Data below:
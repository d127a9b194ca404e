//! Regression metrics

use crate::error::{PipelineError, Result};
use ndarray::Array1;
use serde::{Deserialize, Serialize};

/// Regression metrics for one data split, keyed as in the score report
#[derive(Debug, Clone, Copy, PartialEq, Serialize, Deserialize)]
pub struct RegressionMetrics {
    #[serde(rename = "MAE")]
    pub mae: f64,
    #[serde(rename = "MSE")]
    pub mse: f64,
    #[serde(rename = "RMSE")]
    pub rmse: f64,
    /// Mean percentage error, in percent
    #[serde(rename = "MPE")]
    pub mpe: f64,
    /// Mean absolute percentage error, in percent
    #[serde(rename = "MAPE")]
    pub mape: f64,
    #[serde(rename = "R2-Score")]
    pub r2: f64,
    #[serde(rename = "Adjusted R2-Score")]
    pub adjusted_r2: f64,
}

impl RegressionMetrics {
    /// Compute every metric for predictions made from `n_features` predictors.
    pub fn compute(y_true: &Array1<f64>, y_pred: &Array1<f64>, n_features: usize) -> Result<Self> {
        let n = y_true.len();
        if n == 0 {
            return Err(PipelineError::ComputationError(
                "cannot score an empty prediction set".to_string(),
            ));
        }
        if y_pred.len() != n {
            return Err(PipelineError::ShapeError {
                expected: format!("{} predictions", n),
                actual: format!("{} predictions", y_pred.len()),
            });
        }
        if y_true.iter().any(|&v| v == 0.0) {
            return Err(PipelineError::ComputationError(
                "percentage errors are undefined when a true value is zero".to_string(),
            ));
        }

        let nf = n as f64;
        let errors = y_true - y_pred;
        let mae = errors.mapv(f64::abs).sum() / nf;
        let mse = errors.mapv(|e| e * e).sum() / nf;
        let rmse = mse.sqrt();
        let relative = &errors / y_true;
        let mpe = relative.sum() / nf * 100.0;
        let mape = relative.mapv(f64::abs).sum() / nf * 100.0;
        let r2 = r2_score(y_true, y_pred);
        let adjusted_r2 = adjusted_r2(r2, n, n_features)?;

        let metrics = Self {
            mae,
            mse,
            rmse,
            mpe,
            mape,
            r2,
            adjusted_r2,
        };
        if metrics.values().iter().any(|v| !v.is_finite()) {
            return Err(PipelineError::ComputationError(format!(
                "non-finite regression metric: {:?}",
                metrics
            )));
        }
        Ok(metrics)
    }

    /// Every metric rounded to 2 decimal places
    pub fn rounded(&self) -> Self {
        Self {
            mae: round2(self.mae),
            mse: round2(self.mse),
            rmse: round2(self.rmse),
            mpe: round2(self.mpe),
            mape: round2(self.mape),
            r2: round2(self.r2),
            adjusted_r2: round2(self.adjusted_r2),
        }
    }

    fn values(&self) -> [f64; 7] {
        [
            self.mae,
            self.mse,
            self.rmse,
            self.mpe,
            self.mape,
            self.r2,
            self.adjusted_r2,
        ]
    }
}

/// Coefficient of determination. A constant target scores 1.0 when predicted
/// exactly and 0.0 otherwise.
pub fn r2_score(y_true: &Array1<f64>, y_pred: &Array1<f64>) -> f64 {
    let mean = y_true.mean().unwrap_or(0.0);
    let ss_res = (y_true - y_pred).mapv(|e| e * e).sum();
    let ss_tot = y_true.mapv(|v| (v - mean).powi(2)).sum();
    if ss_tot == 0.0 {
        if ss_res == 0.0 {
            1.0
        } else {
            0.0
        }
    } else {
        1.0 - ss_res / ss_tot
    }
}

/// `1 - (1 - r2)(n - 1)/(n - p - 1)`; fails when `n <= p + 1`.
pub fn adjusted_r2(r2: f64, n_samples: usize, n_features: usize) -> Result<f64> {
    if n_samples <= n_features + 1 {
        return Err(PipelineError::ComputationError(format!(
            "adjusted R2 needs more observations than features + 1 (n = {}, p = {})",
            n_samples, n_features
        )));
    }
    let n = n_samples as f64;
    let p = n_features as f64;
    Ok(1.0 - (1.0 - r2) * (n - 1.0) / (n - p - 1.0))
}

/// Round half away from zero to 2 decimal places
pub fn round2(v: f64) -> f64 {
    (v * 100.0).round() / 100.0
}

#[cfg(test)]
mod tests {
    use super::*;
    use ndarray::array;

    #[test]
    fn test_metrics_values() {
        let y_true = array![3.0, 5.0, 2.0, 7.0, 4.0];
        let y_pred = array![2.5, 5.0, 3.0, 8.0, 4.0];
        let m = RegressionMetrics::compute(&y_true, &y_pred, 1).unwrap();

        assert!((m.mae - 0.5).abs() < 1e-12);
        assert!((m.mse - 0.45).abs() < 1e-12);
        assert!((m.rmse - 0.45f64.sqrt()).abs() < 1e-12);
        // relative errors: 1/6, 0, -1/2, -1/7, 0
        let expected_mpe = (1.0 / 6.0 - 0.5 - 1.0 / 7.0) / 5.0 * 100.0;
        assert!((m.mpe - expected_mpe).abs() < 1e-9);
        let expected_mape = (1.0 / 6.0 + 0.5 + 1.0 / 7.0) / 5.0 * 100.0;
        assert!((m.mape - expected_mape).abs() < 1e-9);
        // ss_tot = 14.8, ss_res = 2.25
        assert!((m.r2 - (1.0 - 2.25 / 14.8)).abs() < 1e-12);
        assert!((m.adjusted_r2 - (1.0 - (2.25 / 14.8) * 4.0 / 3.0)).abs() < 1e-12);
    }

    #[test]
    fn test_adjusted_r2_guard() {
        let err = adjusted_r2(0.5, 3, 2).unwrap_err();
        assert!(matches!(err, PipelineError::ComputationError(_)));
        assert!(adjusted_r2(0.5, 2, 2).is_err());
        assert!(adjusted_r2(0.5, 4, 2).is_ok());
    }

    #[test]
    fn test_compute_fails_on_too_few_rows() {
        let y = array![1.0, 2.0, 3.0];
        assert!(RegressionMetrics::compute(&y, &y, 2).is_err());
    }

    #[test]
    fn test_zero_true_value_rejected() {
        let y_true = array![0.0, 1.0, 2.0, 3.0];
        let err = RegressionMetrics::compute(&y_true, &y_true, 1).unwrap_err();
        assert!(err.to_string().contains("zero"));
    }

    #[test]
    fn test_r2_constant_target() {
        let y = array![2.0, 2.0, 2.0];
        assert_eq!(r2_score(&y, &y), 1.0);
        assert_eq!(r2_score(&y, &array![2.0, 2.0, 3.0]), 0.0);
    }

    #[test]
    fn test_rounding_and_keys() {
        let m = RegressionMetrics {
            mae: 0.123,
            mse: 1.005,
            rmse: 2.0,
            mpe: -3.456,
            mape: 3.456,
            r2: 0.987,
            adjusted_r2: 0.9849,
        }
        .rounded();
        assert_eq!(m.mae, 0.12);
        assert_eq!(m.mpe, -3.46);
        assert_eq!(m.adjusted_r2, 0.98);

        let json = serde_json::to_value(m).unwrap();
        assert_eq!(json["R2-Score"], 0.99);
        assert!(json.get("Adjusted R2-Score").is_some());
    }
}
End of Data.
• **What to do**
Whenever a line of the material above contains the string "format", copy that line out.

• **Response to the exercise**
                expected: format!("{} predictions", n),
                actual: format!("{} predictions", y_pred.len()),
            return Err(PipelineError::ComputationError(format!(
        return Err(PipelineError::ComputationError(format!(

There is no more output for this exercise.